Early magnesium reduction in advanced colorectal cancer patients treated with cetuximab + irinotecan as predictive factor of efficacy and outcome

Abstract

4106 Background: Magnesium plays a role in a large number of cellular metabolic reactions. Cetuximab is able to induce hypomagnesaemia by interfering with magnesium (Mg2+) transport in the kidney. We designed this trial to investigate if Mg2+ serum levels modifications may be related with clinical response and outcome in advanced colorectal cancer (CRC) patients during treatment with cetuximab plus irinotecan (CTX+CPT11). Methods: 91 pretreated metastatic CRC patients were evaluated for Mg2+ serum levels. The following time-points were analyzed: before 1, 7, 14, 21, 50 and 92 days after the start of treatment. Results: basal Mg2+ median levels were significantly decreased just seven days after the first anticancer infusion and progressively decreased along all the time points, reaching the highest significance at the last time point (P<0.0001). 46 patients showed a reduction in median Mg2+ circulating levels of at least 20% within the third week after the first infusion respect to the basal time point.

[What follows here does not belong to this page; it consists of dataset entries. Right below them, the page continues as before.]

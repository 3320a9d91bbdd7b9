//! Acoustic Treatments and Their Simulated Effect
//!
//! ## Overview
//!
//! A treatment is something placed in the room to fix a problem zone: bass
//! traps and absorbers soak up excess energy at hotspots, diffusers scatter
//! energy into deadspots. Each treatment has a fixed number of severity
//! points it removes per zone type.
//!
//! ## Catalog
//!
//! | id          | name      | hotspot | deadspot | neutral |
//! |-------------|-----------|---------|----------|---------|
//! | `bass_trap` | Bass Trap | 35      | 5        | 0       |
//! | `absorber`  | Absorber  | 25      | 0        | 0       |
//! | `diffuser`  | Diffuser  | 10      | 20       | 5       |
//! | `rug`       | Rug       | 15      | 0        | 0       |
//!
//! The catalog is loaded once at startup and never changes. Order matters:
//! when two treatments tie for best, the earlier one is recommended.
//!
//! ## Severity Model
//!
//! See [`simulator`] for the per-point state machine. In short:
//!
//! ```text
//! severity: 70 ──bass_trap──▶ 35 ──bass_trap(×0.7)──▶ 20 (floor, locked)
//!                                                      │
//!                                   any treatment ─────┘ (absorbed)
//! ```

pub mod simulator;
pub mod summary;

pub use simulator::{
    transition, ApplyOutcome, SimulatorConfig, Transition, TreatmentEffectState,
    TreatmentSimulator,
};
pub use summary::{applied_counts, dominant_treatment, format_applied, Intensity};

use alloc::string::String;
use alloc::vec::Vec;
use core::borrow::Borrow;
use core::fmt;

use crate::errors::CatalogError;
use crate::traits::TreatmentLookup;
use crate::zone::ZoneKind;

/// Identifier of a treatment ("bass_trap")
#[derive(Debug, Clone, PartialEq, Eq, Hash, PartialOrd, Ord)]
#[cfg_attr(feature = "serde", derive(serde::Serialize, serde::Deserialize))]
#[cfg_attr(feature = "serde", serde(transparent))]
pub struct TreatmentId(String);

impl TreatmentId {
    /// Wrap an identifier
    pub fn new(id: impl Into<String>) -> Self {
        Self(id.into())
    }

    /// Identifier text
    pub fn as_str(&self) -> &str {
        &self.0
    }
}

impl From<&str> for TreatmentId {
    fn from(id: &str) -> Self {
        Self(id.into())
    }
}

impl Borrow<str> for TreatmentId {
    fn borrow(&self) -> &str {
        &self.0
    }
}

impl PartialEq<str> for TreatmentId {
    fn eq(&self, other: &str) -> bool {
        self.0 == other
    }
}

impl fmt::Display for TreatmentId {
    fn fmt(&self, f: &mut fmt::Formatter<'_>) -> fmt::Result {
        f.write_str(&self.0)
    }
}

/// Severity points removed per zone type
#[derive(Debug, Clone, Copy, PartialEq, Eq, Default)]
#[cfg_attr(feature = "serde", derive(serde::Serialize, serde::Deserialize))]
#[cfg_attr(feature = "serde", serde(default))]
pub struct ZoneImpact {
    /// Points removed at a hotspot
    pub hotspot: i32,
    /// Points removed at a deadspot
    pub deadspot: i32,
    /// Points removed at a neutral point
    pub neutral: i32,
}

impl ZoneImpact {
    /// Impact for each zone
    pub const fn new(hotspot: i32, deadspot: i32, neutral: i32) -> Self {
        Self { hotspot, deadspot, neutral }
    }

    /// Impact for one zone
    pub const fn get(&self, zone: ZoneKind) -> i32 {
        match zone {
            ZoneKind::Hotspot => self.hotspot,
            ZoneKind::Deadspot => self.deadspot,
            ZoneKind::Neutral => self.neutral,
        }
    }
}

/// One catalog entry
#[derive(Debug, Clone, PartialEq)]
#[cfg_attr(feature = "serde", derive(serde::Serialize, serde::Deserialize))]
pub struct TreatmentDefinition {
    /// Stable identifier
    pub id: TreatmentId,
    /// Name shown to users
    pub name: String,
    /// Optional glyph for treatment cards
    #[cfg_attr(feature = "serde", serde(default, skip_serializing_if = "Option::is_none"))]
    pub icon: Option<String>,
    /// Severity reduction per zone
    pub impact: ZoneImpact,
}

impl TreatmentDefinition {
    /// Build a definition without an icon
    pub fn new(id: &str, name: &str, impact: ZoneImpact) -> Self {
        Self {
            id: TreatmentId::from(id),
            name: name.into(),
            icon: None,
            impact,
        }
    }

    /// Attach an icon
    pub fn with_icon(mut self, icon: &str) -> Self {
        self.icon = Some(icon.into());
        self
    }

    /// Name shown to users
    pub fn display_name(&self) -> &str {
        &self.name
    }

    /// Severity reduction for a zone
    pub fn impact(&self, zone: ZoneKind) -> i32 {
        self.impact.get(zone)
    }
}

/// Ordered, non-empty set of treatments with unique ids
#[derive(Debug, Clone, PartialEq)]
pub struct TreatmentCatalog {
    definitions: Vec<TreatmentDefinition>,
}

impl TreatmentCatalog {
    /// Validate and wrap a list of definitions
    pub fn new(definitions: Vec<TreatmentDefinition>) -> Result<Self, CatalogError> {
        if definitions.is_empty() {
            return Err(CatalogError::Empty);
        }
        for (i, def) in definitions.iter().enumerate() {
            if definitions[..i].iter().any(|earlier| earlier.id == def.id) {
                return Err(CatalogError::DuplicateId(def.id.as_str().into()));
            }
        }
        Ok(Self { definitions })
    }

    /// Treatments shipped with Vibra
    pub fn builtin() -> Self {
        Self {
            definitions: alloc::vec![
                TreatmentDefinition::new("bass_trap", "Bass Trap", ZoneImpact::new(35, 5, 0))
                    .with_icon("🟥"),
                TreatmentDefinition::new("absorber", "Absorber", ZoneImpact::new(25, 0, 0))
                    .with_icon("🧱"),
                TreatmentDefinition::new("diffuser", "Diffuser", ZoneImpact::new(10, 20, 5))
                    .with_icon("🔀"),
                TreatmentDefinition::new("rug", "Rug", ZoneImpact::new(15, 0, 0))
                    .with_icon("🟫"),
            ],
        }
    }

    /// Number of treatments
    pub fn len(&self) -> usize {
        self.definitions.len()
    }

    /// Always false for a constructed catalog
    pub fn is_empty(&self) -> bool {
        self.definitions.is_empty()
    }

    /// Iterate in catalog order
    pub fn iter(&self) -> core::slice::Iter<'_, TreatmentDefinition> {
        self.definitions.iter()
    }

    /// Display name for an id, falling back to the id itself
    pub fn display_name<'a>(&'a self, id: &'a str) -> &'a str {
        self.find(id).map_or(id, TreatmentDefinition::display_name)
    }
}

impl Default for TreatmentCatalog {
    fn default() -> Self {
        Self::builtin()
    }
}

impl TreatmentLookup for TreatmentCatalog {
    fn find(&self, id: &str) -> Option<&TreatmentDefinition> {
        self.definitions.iter().find(|def| def.id.as_str() == id)
    }

    fn definitions(&self) -> &[TreatmentDefinition] {
        &self.definitions
    }
}

impl<'a> IntoIterator for &'a TreatmentCatalog {
    type Item = &'a TreatmentDefinition;
    type IntoIter = core::slice::Iter<'a, TreatmentDefinition>;

    fn into_iter(self) -> Self::IntoIter {
        self.definitions.iter()
    }
}

#[cfg(test)]
mod tests {
    use super::*;
    use alloc::vec;

    #[test]
    fn builtin_catalog_matches_table() {
        let catalog = TreatmentCatalog::builtin();
        assert_eq!(catalog.len(), 4);

        let bass = catalog.find("bass_trap").unwrap();
        assert_eq!(bass.impact(ZoneKind::Hotspot), 35);
        assert_eq!(bass.impact(ZoneKind::Deadspot), 5);
        assert_eq!(bass.impact(ZoneKind::Neutral), 0);
        assert_eq!(bass.display_name(), "Bass Trap");
    }

    #[test]
    fn best_treatment_per_zone() {
        let catalog = TreatmentCatalog::builtin();
        assert_eq!(catalog.best_for(ZoneKind::Hotspot).unwrap().id.as_str(), "bass_trap");
        assert_eq!(catalog.best_for(ZoneKind::Deadspot).unwrap().id.as_str(), "diffuser");
        assert_eq!(catalog.best_for(ZoneKind::Neutral).unwrap().id.as_str(), "diffuser");
    }

    #[test]
    fn ties_go_to_the_first_entry() {
        let catalog = TreatmentCatalog::new(vec![
            TreatmentDefinition::new("panel", "Panel", ZoneImpact::new(10, 0, 0)),
            TreatmentDefinition::new("foam", "Foam", ZoneImpact::new(10, 0, 0)),
        ])
        .unwrap();
        assert_eq!(catalog.best_for(ZoneKind::Hotspot).unwrap().id.as_str(), "panel");
        // Nothing helps a neutral point, the first entry still wins
        assert_eq!(catalog.best_for(ZoneKind::Neutral).unwrap().id.as_str(), "panel");
    }

    #[test]
    fn rejects_bad_catalogs() {
        assert_eq!(TreatmentCatalog::new(vec![]), Err(CatalogError::Empty));

        let dup = vec![
            TreatmentDefinition::new("rug", "Rug", ZoneImpact::default()),
            TreatmentDefinition::new("rug", "Big Rug", ZoneImpact::default()),
        ];
        assert_eq!(TreatmentCatalog::new(dup), Err(CatalogError::DuplicateId("rug".into())));
    }

    #[test]
    fn display_name_falls_back_to_id() {
        let catalog = TreatmentCatalog::builtin();
        assert_eq!(catalog.display_name("rug"), "Rug");
        assert_eq!(catalog.display_name("curtain"), "curtain");
    }
}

Patients with this reduction showed a response rate of 68.0% vs 29.5% in the non reduced Mg2+ group. The median time to progression (TTP) was 6.7 vs 3.9 months in the reduced Mg2+ group and in that without, respectively (p<0.0001). Overall survival (OS) was longer in patients with Mg2 reduction than in those without (10.5 vs 7.5 months, p=0.02). Conclusions: our results confirm that cetuximab treatment may induce a reduction of Mg2+ circulating levels and offer the first evidence that early Mg2+ reduction may represents a new predictive factor of efficacy in heavily pretreated advanced CCR patients treated with CTX+CPT11. No significant financial relationships to disclose.